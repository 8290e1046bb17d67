/*
SPDX-FileCopyrightText: Copyright 2026 LG Electronics Inc.
SPDX-License-Identifier: MIT
*/

//! The output of one scheduler pass.

use std::fmt;

use indexmap::IndexMap;

/// Mapping from quantized tick to the poll rates due at that tick.
///
/// Buckets are kept in the order their tick was first produced during the
/// pass; poll rates inside a bucket follow registry iteration order.  A bucket
/// only exists once a poll rate has been pushed into it, so no bucket is ever
/// empty.
#[derive(Debug, Clone, Default, PartialEq, Eq)]
pub struct Schedule {
    buckets: IndexMap<i64, Vec<i64>>,
}

impl Schedule {
    pub fn new() -> Self {
        Self::default()
    }

    /// Append `poll_rate` to the bucket at `tick`, creating the bucket on
    /// first use.
    pub fn push(&mut self, tick: i64, poll_rate: i64) {
        self.buckets.entry(tick).or_default().push(poll_rate);
    }

    /// Poll rates due at `tick`, or `None` if nothing lands there.
    pub fn get(&self, tick: i64) -> Option<&[i64]> {
        self.buckets.get(&tick).map(Vec::as_slice)
    }

    /// `(tick, poll_rates)` pairs in insertion order.
    pub fn iter(&self) -> impl Iterator<Item = (i64, &[i64])> + '_ {
        self.buckets.iter().map(|(t, rates)| (*t, rates.as_slice()))
    }

    /// Bucket ticks in insertion order.
    pub fn ticks(&self) -> impl Iterator<Item = i64> + '_ {
        self.buckets.keys().copied()
    }

    /// Number of distinct buckets.
    pub fn len(&self) -> usize {
        self.buckets.len()
    }

    pub fn is_empty(&self) -> bool {
        self.buckets.is_empty()
    }

    /// Total number of poll-rate entries across all buckets.
    pub fn entry_count(&self) -> usize {
        self.buckets.values().map(Vec::len).sum()
    }

    /// Tick of the first bucket (in insertion order) containing `poll_rate`.
    ///
    /// Poll rates are labels, not keys: when several groups share a rate this
    /// only reports the earliest bucket holding it.  Look up groups by key in
    /// the registry when an exact placement is needed.
    pub fn tick_of(&self, poll_rate: i64) -> Option<i64> {
        self.buckets
            .iter()
            .find(|(_, rates)| rates.contains(&poll_rate))
            .map(|(t, _)| *t)
    }
}

/// One line per bucket: `<tick> [<rate>, <rate>, ...]`.
impl fmt::Display for Schedule {
    fn fmt(&self, f: &mut fmt::Formatter<'_>) -> fmt::Result {
        for (tick, rates) in &self.buckets {
            writeln!(f, "{tick} {rates:?}")?;
        }
        Ok(())
    }
}

// ── Tests ─────────────────────────────────────────────────────────────────────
* * * * * * *
> [AIM OF THE TASK] Output an exact copy of each record.

> [TASK RESPONSE]
repository 8290e1046bb17d67
/*
SPDX-FileCopyrightText: Copyright 2026 LG Electronics Inc.
SPDX-License-Identifier: MIT
*/

//! The output of one scheduler pass.

use std::fmt;

use indexmap::IndexMap;

/// Mapping from quantized tick to the poll rates due at that tick.
///
/// Buckets are kept in the order their tick was first produced during the
/// pass; poll rates inside a bucket follow registry iteration order.  A bucket
/// only exists once a poll rate has been pushed into it, so no bucket is ever
/// empty.
#[derive(Debug, Clone, Default, PartialEq, Eq)]
pub struct Schedule {
    buckets: IndexMap<i64, Vec<i64>>,
}

impl Schedule {
    pub fn new() -> Self {
        Self::default()
    }

    /// Append `poll_rate` to the bucket at `tick`, creating the bucket on
    /// first use.
    pub fn push(&mut self, tick: i64, poll_rate: i64) {
        self.buckets.entry(tick).or_default().push(poll_rate);
    }

    /// Poll rates due at `tick`, or `None` if nothing lands there.
    pub fn get(&self, tick: i64) -> Option<&[i64]> {
        self.buckets.get(&tick).map(Vec::as_slice)
    }

    /// `(tick, poll_rates)` pairs in insertion order.
    pub fn iter(&self) -> impl Iterator<Item = (i64, &[i64])> + '_ {
        self.buckets.iter().map(|(t, rates)| (*t, rates.as_slice()))
    }

    /// Bucket ticks in insertion order.
    pub fn ticks(&self) -> impl Iterator<Item = i64> + '_ {
        self.buckets.keys().copied()
    }

    /// Number of distinct buckets.
    pub fn len(&self) -> usize {
        self.buckets.len()
    }

    pub fn is_empty(&self) -> bool {
        self.buckets.is_empty()
    }

    /// Total number of poll-rate entries across all buckets.
    pub fn entry_count(&self) -> usize {
        self.buckets.values().map(Vec::len).sum()
    }

    /// Tick of the first bucket (in insertion order) containing `poll_rate`.
    ///
    /// Poll rates are labels, not keys: when several groups share a rate this
    /// only reports the earliest bucket holding it.  Look up groups by key in
    /// the registry when an exact placement is needed.
    pub fn tick_of(&self, poll_rate: i64) -> Option<i64> {
        self.buckets
            .iter()
            .find(|(_, rates)| rates.contains(&poll_rate))
            .map(|(t, _)| *t)
    }
}

/// One line per bucket: `<tick> [<rate>, <rate>, ...]`.
impl fmt::Display for Schedule {
    fn fmt(&self, f: &mut fmt::Formatter<'_>) -> fmt::Result {
        for (tick, rates) in &self.buckets {
            writeln!(f, "{tick} {rates:?}")?;
        }
        Ok(())
    }
}

// ── Tests ─────────────────────────────────────────────────────────────────────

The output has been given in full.